Nicolas Guilhot est l’un de ces fondateurs. « Nous nous sommes posé la question de ce qu’il fallait faire ensemble pour apporter à la collectivité. L’idée d’une ferme urbaine est apparue… »

… et ne le quitte plus, tout comme les autres membres qui s’y trouvent scotchés, tant le projet est d’envergure et de longue haleine. « Dans le durable, on n’est pas pressé. L’aubaine est venue d’un terrain disponible entre la route de Sacconges et le Semnoz. Il appartient à la ville d’Annecy. Quatre hectares sont disponibles.»

 

Un projet agricole

Un premier volet du projet concerne l’agriculture. « Nous envisageons de développer le maraîchage bio et d’y ajouter une bergerie en éco-pâturage. Le berger travaille déjà avec la ville d’Annecy. La terre et le fromage seront mis en avant, ce qui contribuera à l’économie locale. »

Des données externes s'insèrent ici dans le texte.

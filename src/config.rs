//! 服务配置
//!
//! 默认值与环境变量覆盖。日志文件路径通过 [`LogPathSource`] 在每次
//! start / restart 时重新解析，不做缓存。

use std::path::{Path, PathBuf};
use std::str::FromStr;
use std::time::Duration;

use crate::error::{Error, Result};

/// 日志文件路径的环境变量
pub const LOG_FILE_PATH_ENV: &str = "LOG_FILE_PATH";

/// 日志文件路径来源
#[derive(Debug, Clone, PartialEq, Eq)]
pub enum LogPathSource {
    /// 固定路径
    Fixed(PathBuf),
    /// 每次解析时读取环境变量，未设置时使用默认路径
    Env { var: String, default: PathBuf },
}

impl LogPathSource {
    /// 解析当前配置的日志文件路径
    pub fn resolve(&self) -> PathBuf {
        match self {
            LogPathSource::Fixed(path) => path.clone(),
            LogPathSource::Env { var, default } => std::env::var_os(var)
                .filter(|v| !v.is_empty())
                .map(PathBuf::from)
                .unwrap_or_else(|| default.clone()),
        }
    }
}

impl Default for LogPathSource {
    fn default() -> Self {
        LogPathSource::Env {
            var: LOG_FILE_PATH_ENV.to_string(),
            default: PathBuf::from("test.log"),
        }
    }
}

/// 服务配置
#[derive(Debug, Clone)]
pub struct ServerConfig {
    /// 日志文件路径来源
    pub log_path: LogPathSource,
    /// WebSocket 端口
    pub ws_port: u16,
    /// HTTP 端口
    pub http_port: u16,
    /// 定时检查间隔
    pub update_interval: Duration,
    /// 前端最大显示行数（仅透传给前端）
    pub max_lines: usize,
    /// 静态资源目录
    pub public_dir: PathBuf,
}

impl Default for ServerConfig {
    fn default() -> Self {
        Self {
            log_path: LogPathSource::default(),
            ws_port: 8080,
            http_port: 3000,
            update_interval: Duration::from_millis(1000),
            max_lines: 1000,
            public_dir: PathBuf::from("public"),
        }
    }
}

impl ServerConfig {
    /// 使用固定日志路径创建配置
    pub fn with_log_file<P: Into<PathBuf>>(path: P) -> Self {
        Self {
            log_path: LogPathSource::Fixed(path.into()),
            ..Self::default()
        }
    }

    /// 从环境变量创建配置
    pub fn from_env() -> Result<Self> {
        Self::from_lookup(|key| std::env::var(key).ok())
    }

    /// 从任意键值来源创建配置
    pub fn from_lookup<F>(lookup: F) -> Result<Self>
    where
        F: Fn(&str) -> Option<String>,
    {
        let mut config = Self::default();

        if let Some(port) = parse_var(&lookup, "REALLOG_WS_PORT")? {
            config.ws_port = port;
        }
        if let Some(port) = parse_var(&lookup, "REALLOG_HTTP_PORT")? {
            config.http_port = port;
        }
        if let Some(ms) = parse_var::<u64, _>(&lookup, "REALLOG_UPDATE_INTERVAL_MS")? {
            if ms == 0 {
                return Err(Error::Config(
                    "REALLOG_UPDATE_INTERVAL_MS 必须大于 0".to_string(),
                ));
            }
            config.update_interval = Duration::from_millis(ms);
        }
        if let Some(lines) = parse_var(&lookup, "REALLOG_MAX_LINES")? {
            config.max_lines = lines;
        }
        if let Some(dir) = lookup("REALLOG_PUBLIC_DIR").filter(|v| !v.is_empty()) {
            config.public_dir = PathBuf::from(dir);
        }

        Ok(config)
    }
}

/// 取路径的文件名部分，用于对外展示（不暴露本地目录结构）
pub fn display_name(path: &Path) -> String {
    path.file_name()
        .map(|n| n.to_string_lossy().into_owned())
        .unwrap_or_else(|| path.display().to_string())
}

fn parse_var<T, F>(lookup: &F, key: &str) -> Result<Option<T>>
where
    T: FromStr,
    T::Err: std::fmt::Display,
    F: Fn(&str) -> Option<String>,
{
    match lookup(key) {
        None => Ok(None),
        Some(raw) if raw.trim().is_empty() => Ok(None),
        Some(raw) => raw
            .trim()
            .parse::<T>()
            .map(Some)
            .map_err(|e| Error::Config(format!("{key}={raw}: {e}"))),
    }
}
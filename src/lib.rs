//! reallog - 实时日志服务
//!
//! 监控一个只追加的日志文件，把新写入的内容实时推送给所有已连接的查看者。
//!
//! # 核心功能
//!
//! - **增量读取**: 只推送启动后追加的内容，检测截断 / 轮转后从头重读
//! - **双路触发**: 文件监听 + 定时检查，单飞执行，重复触发自动合并
//! - **广播**: 连接注册 / 注销，单个连接失败不影响其他连接
//!
//! # Feature Flags
//!
//! - `server`: WebSocket 推送 + HTTP 控制接口（默认开启）
//!
//! # 架构
//!
//! 文件变化 / 定时器 → [`TailSession`] check → [`TailObserver`] →
//! [`BroadcastHub::broadcast`] → 每个 Open 连接

pub mod config;
pub mod error;
pub mod hub;
pub mod logging;
pub mod protocol;
pub mod tail;

#[cfg(feature = "server")]
pub mod server;

// Re-exports
pub use config::{LogPathSource, ServerConfig};
pub use error::{Error, Result};
pub use hub::{BroadcastHub, ConnId, ConnState, MessageSender};
pub use tail::{
    ChangeTrigger, TailEvent, TailObserver, TailService, TailSession, Tailer, TruncateReason,
    Truncation,
};

#[cfg(feature = "server")]
pub use server::{HubForwarder, LogServer};
//! WebSocket 连接处理

use std::sync::Arc;
use std::time::Duration;

use anyhow::{Context, Result};
use futures_util::{SinkExt, StreamExt};
use tokio::net::{TcpListener, TcpStream};
use tokio::sync::mpsc;
use tokio_tungstenite::tungstenite::Message;

use crate::hub::BroadcastHub;
use crate::tail::TailService;

/// 每个连接的出站队列长度，满了丢帧
const OUTBOX_CAPACITY: usize = 256;

/// 连接关闭后等待发送任务收尾的时间
const WRITER_DRAIN_TIMEOUT: Duration = Duration::from_secs(1);

/// 接受连接
pub(super) async fn accept_loop(
    listener: TcpListener,
    hub: Arc<BroadcastHub>,
    tail: Arc<TailService>,
) {
    loop {
        match listener.accept().await {
            Ok((stream, peer)) => {
                let hub = hub.clone();
                let tail = tail.clone();
                tokio::spawn(async move {
                    if let Err(e) = handle_connection(stream, hub, tail).await {
                        tracing::debug!("WebSocket 连接异常: peer={}, {:#}", peer, e);
                    }
                });
            }
            Err(e) => {
                tracing::error!("接受连接失败: {}", e);
            }
        }
    }
}

/// 处理单个查看者连接
async fn handle_connection(
    stream: TcpStream,
    hub: Arc<BroadcastHub>,
    tail: Arc<TailService>,
) -> Result<()> {
    let ws = tokio_tungstenite::accept_async(stream)
        .await
        .context("WebSocket 握手失败")?;
    let (mut sink, mut source) = ws.split();

    let (tx, mut rx) = mpsc::channel::<String>(OUTBOX_CAPACITY);
    let conn_id = hub.register(tx, &tail.display_name());
    tracing::info!("新的WebSocket连接，当前连接数: {}", hub.count());

    // 发送任务：出站队列 → 文本帧
    let writer_hub = hub.clone();
    let write_handle = tokio::spawn(async move {
        while let Some(msg) = rx.recv().await {
            if sink.send(Message::text(msg)).await.is_err() {
                break;
            }
        }
        writer_hub.mark_closed(conn_id);
        let _ = sink.close().await;
    });

    // 查看者不发送指令，只关心关闭
    while let Some(frame) = source.next().await {
        match frame {
            Ok(Message::Close(_)) => {
                hub.mark_closing(conn_id);
                break;
            }
            Ok(_) => {}
            Err(e) => {
                tracing::debug!("读取失败: conn_id={}, {}", conn_id, e);
                hub.mark_closed(conn_id);
                break;
            }
        }
    }

    // 注销后出站队列关闭，发送任务随之结束
    hub.unregister(conn_id);
    let abort = write_handle.abort_handle();
    if tokio::time::timeout(WRITER_DRAIN_TIMEOUT, write_handle).await.is_err() {
        abort.abort();
    }
    tracing::info!("WebSocket连接已关闭，当前连接数: {}", hub.count());

    Ok(())
}
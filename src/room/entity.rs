use std::collections::BTreeSet;

use crate::grid::{GridCoordinate, GridRect};
use crate::topology::QuarterTurn;

slotmap::new_key_type! {
    /// Unique identifier for a finalized room in a [`RoomStore`](super::RoomStore).
    pub struct RoomId;
}

/// A finalized room.
#[derive(Debug, Clone, PartialEq, Eq)]
pub struct RoomEntity {
    /// Lower-left cell of the drawn rectangle.
    pub origin: GridCoordinate,
    /// Width and height of the drawn rectangle, in cells.
    pub size: (u32, u32),
    pub rotation: QuarterTurn,
    pub final_perimeter: BTreeSet<GridCoordinate>,
    pub final_floor: BTreeSet<GridCoordinate>,
}

impl RoomEntity {
    /// The rectangle the room was drawn as, before any carving.
    #[must_use]
    pub fn drawn_rect(&self) -> GridRect {
        GridRect::from_origin_size(self.origin, self.size.0, self.size.1)
    }

    /// Returns `true` if `cell` is part of the room, wall or floor.
    #[must_use]
    pub fn contains(&self, cell: GridCoordinate) -> bool {
        self.final_perimeter.contains(&cell) || self.final_floor.contains(&cell)
    }

    #[must_use]
    pub fn cell_count(&self) -> usize {
        self.final_perimeter.len() + self.final_floor.len()
    }
}
//! Headless room authoring walkthrough.
//!
//! Usage:
//! ```text
//! cargo run --example authoring
//! RUST_LOG=roomgrid=trace cargo run --example authoring
//! ```
//!
//! Draws two rooms sharing an edge, carves a notch into the second, prints
//! the wall layout, then deletes the first room.

use std::collections::BTreeMap;

use roomgrid::grid::{GridCoordinate, GridRect, GridSpace, WorldPoint};
use roomgrid::registry::{DoorSet, MemoryScene, WallRegistry};
use roomgrid::room::RoomStore;
use roomgrid::session::{RoomShapeSession, SessionConfig};
use roomgrid::topology::{QuarterTurn, WallKind};
use roomgrid::RoomGridError;

fn main() -> Result<(), RoomGridError> {
    // Default: WARN for everything, DEBUG for roomgrid.
    // Override with RUST_LOG env var (e.g. RUST_LOG=roomgrid=trace).
    let env_filter = tracing_subscriber::EnvFilter::from_default_env()
        .add_directive(tracing_subscriber::filter::LevelFilter::WARN.into())
        .add_directive("authoring=info".parse().unwrap_or_default())
        .add_directive("roomgrid=debug".parse().unwrap_or_default());
    tracing_subscriber::fmt().with_env_filter(env_filter).init();

    let mut grid = GridSpace::new(0.5, WorldPoint::origin())?;
    let mut session = RoomShapeSession::new(SessionConfig::default());
    let mut registry = WallRegistry::new();
    let mut doors = DoorSet::new();
    let mut scene = MemoryScene::new();
    let mut rooms = RoomStore::new();

    // West room, plain rectangle.
    session.begin(GridCoordinate::new(0, 0))?;
    session.drag_to(GridCoordinate::new(5, 4))?;
    session.end_drag()?;
    session.confirm()?;
    let west = session.finalize(&mut registry, &doors)?;
    let west = rooms.insert(west, &mut grid, &mut scene);
    registry.sync_scene(&mut scene);

    // East room shares the x = 5 edge and gets a notch in its south-east corner.
    session.begin(GridCoordinate::new(5, 0))?;
    session.drag_to(GridCoordinate::new(12, 6))?;
    session.set_rotation(QuarterTurn::Deg90)?;
    session.end_drag()?;
    session.carve(&GridRect::from_corners(
        GridCoordinate::new(10, 0),
        GridCoordinate::new(12, 2),
    ))?;
    session.confirm()?;
    let east = session.finalize(&mut registry, &doors)?;
    rooms.insert(east, &mut grid, &mut scene);
    registry.sync_scene(&mut scene);

    print_layout(&registry);
    println!(
        "walls: {}, shared: {}",
        registry.len(),
        registry
            .coordinates()
            .filter(|&c| registry.reference_count(c) > 1)
            .count()
    );

    rooms.remove(west, &mut registry, &mut doors, &mut scene, &mut grid)?;
    println!(
        "after deleting the west room: {} walls, {} visuals, {} floor tiles",
        registry.len(),
        scene.wall_count(),
        scene.floor_tiles().len()
    );
    print_layout(&registry);

    Ok(())
}

/// ASCII map: `#` straight, `+` outer corner, `*` inner corner, `2` shared.
fn print_layout(registry: &WallRegistry) {
    let cells: BTreeMap<GridCoordinate, char> = registry
        .coordinates()
        .filter_map(|c| registry.entry(c).map(|e| (c, e)))
        .map(|(c, entry)| {
            let glyph = match (entry.reference_count, entry.record.kind) {
                (2.., _) => '2',
                (_, WallKind::Straight) => '#',
                (_, WallKind::OuterCorner) => '+',
                (_, WallKind::InnerCorner) => '*',
            };
            (c, glyph)
        })
        .collect();

    let Some((min_x, max_x)) = cells
        .keys()
        .map(|c| c.x)
        .min()
        .zip(cells.keys().map(|c| c.x).max())
    else {
        println!("(empty)");
        return;
    };
    let min_y = cells.keys().map(|c| c.y).min().unwrap_or(0);
    let max_y = cells.keys().map(|c| c.y).max().unwrap_or(0);

    for y in (min_y..=max_y).rev() {
        let row: String = (min_x..=max_x)
            .map(|x| {
                cells
                    .get(&GridCoordinate::new(x, y))
                    .copied()
                    .unwrap_or('.')
            })
            .collect();
        println!("{row}");
    }
}
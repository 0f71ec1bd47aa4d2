use crate::grid::{GridCoordinate, GridRect};
use crate::topology::{QuarterTurn, WallKind, WallOrientation};

/// Classifies a border cell of an axis-aligned rectangle by the sides it
/// lies on.
///
/// Corners are checked before edges, so a one-cell-wide rectangle still gets
/// corner pieces at its ends. Returns `None` for interior or outside cells.
#[must_use]
pub fn classify_rect_cell(
    rect: &GridRect,
    cell: GridCoordinate,
    rotation: QuarterTurn,
) -> Option<(WallOrientation, WallKind)> {
    if !rect.is_border(cell) {
        return None;
    }
    let (min, max) = (rect.min(), rect.max());
    let (west, east, south, north) = (
        cell.x == min.x,
        cell.x == max.x,
        cell.y == min.y,
        cell.y == max.y,
    );

    let (orientation, kind) = match (west, east, south, north) {
        (true, _, true, _) => (WallOrientation::SouthWest, WallKind::OuterCorner),
        (_, true, true, _) => (WallOrientation::SouthEast, WallKind::OuterCorner),
        (true, _, _, true) => (WallOrientation::NorthWest, WallKind::OuterCorner),
        (_, true, _, true) => (WallOrientation::NorthEast, WallKind::OuterCorner),
        (_, _, true, _) => (WallOrientation::South, WallKind::Straight),
        (_, _, _, true) => (WallOrientation::North, WallKind::Straight),
        (true, _, _, _) => (WallOrientation::West, WallKind::Straight),
        _ => (WallOrientation::East, WallKind::Straight),
    };
    Some((orientation.rotated(rotation), kind))
}

#[cfg(test)]
mod tests {
    use super::*;

    fn c(x: i32, y: i32) -> GridCoordinate {
        GridCoordinate::new(x, y)
    }

    #[test]
    fn corners_and_edges() {
        let rect = GridRect::from_origin_size(c(10, 20), 4, 3);
        let at = |x, y| classify_rect_cell(&rect, c(x, y), QuarterTurn::Deg0);
        assert_eq!(at(10, 20), Some((WallOrientation::SouthWest, WallKind::OuterCorner)));
        assert_eq!(at(13, 20), Some((WallOrientation::SouthEast, WallKind::OuterCorner)));
        assert_eq!(at(10, 22), Some((WallOrientation::NorthWest, WallKind::OuterCorner)));
        assert_eq!(at(13, 22), Some((WallOrientation::NorthEast, WallKind::OuterCorner)));
        assert_eq!(at(11, 20), Some((WallOrientation::South, WallKind::Straight)));
        assert_eq!(at(12, 22), Some((WallOrientation::North, WallKind::Straight)));
        assert_eq!(at(10, 21), Some((WallOrientation::West, WallKind::Straight)));
        assert_eq!(at(13, 21), Some((WallOrientation::East, WallKind::Straight)));
        assert_eq!(at(11, 21), None);
    }

    #[test]
    fn rotation_remaps_facing() {
        let rect = GridRect::from_origin_size(c(0, 0), 3, 3);
        assert_eq!(
            classify_rect_cell(&rect, c(1, 0), QuarterTurn::Deg90),
            Some((WallOrientation::West, WallKind::Straight))
        );
        assert_eq!(
            classify_rect_cell(&rect, c(0, 0), QuarterTurn::Deg180),
            Some((WallOrientation::NorthEast, WallKind::OuterCorner))
        );
    }

    #[test]
    fn single_cell_is_a_corner() {
        let rect = GridRect::cell(c(0, 0));
        assert_eq!(
            classify_rect_cell(&rect, c(0, 0), QuarterTurn::Deg0),
            Some((WallOrientation::SouthWest, WallKind::OuterCorner))
        );
    }
}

Entre le premier et le second volet, social, les responsables de l’association travaillent sur l’accueil pour des personnes handicapées, à mobilité réduite. « Le principal tiendra en leur présence, » précise Nicolas.

 

Un projet social

Pour le volet social, donc, le but est de sensibiliser au développement durable. La ferme urbaine pourra accueillir des enfants dans le cadre des activités scolaires et péri-scolaires. « Il s’agit de relocaliser les productions et retravailler pour un monde plus conscient des pratiques. » En outre, des formations en agro-écologie seront dispensées, ouvertes à tous, notamment en permaculture, afin de transformer les façons de jardiner.

 

Un projet créateur d’emplois

 Pour Alter’ Incub, incubateur d’innovation sociale, le projet a été reconnu innovant. Pour entrer dans les cases, selon Alter’Incub, « il faut soit répondre à des besoins sociaux non ou mal satisfaits, que ce soit dans les conditions actuelles du marché ou dans le cadre des politiques publiques, soit répondre à des besoins sociaux par une forme innovante d’entreprise, par un processus innovant de production de biens ou de services ou encore par un mode innovant d’organisation du travail. » La ferme urbaine rentre bien dans ces objectifs.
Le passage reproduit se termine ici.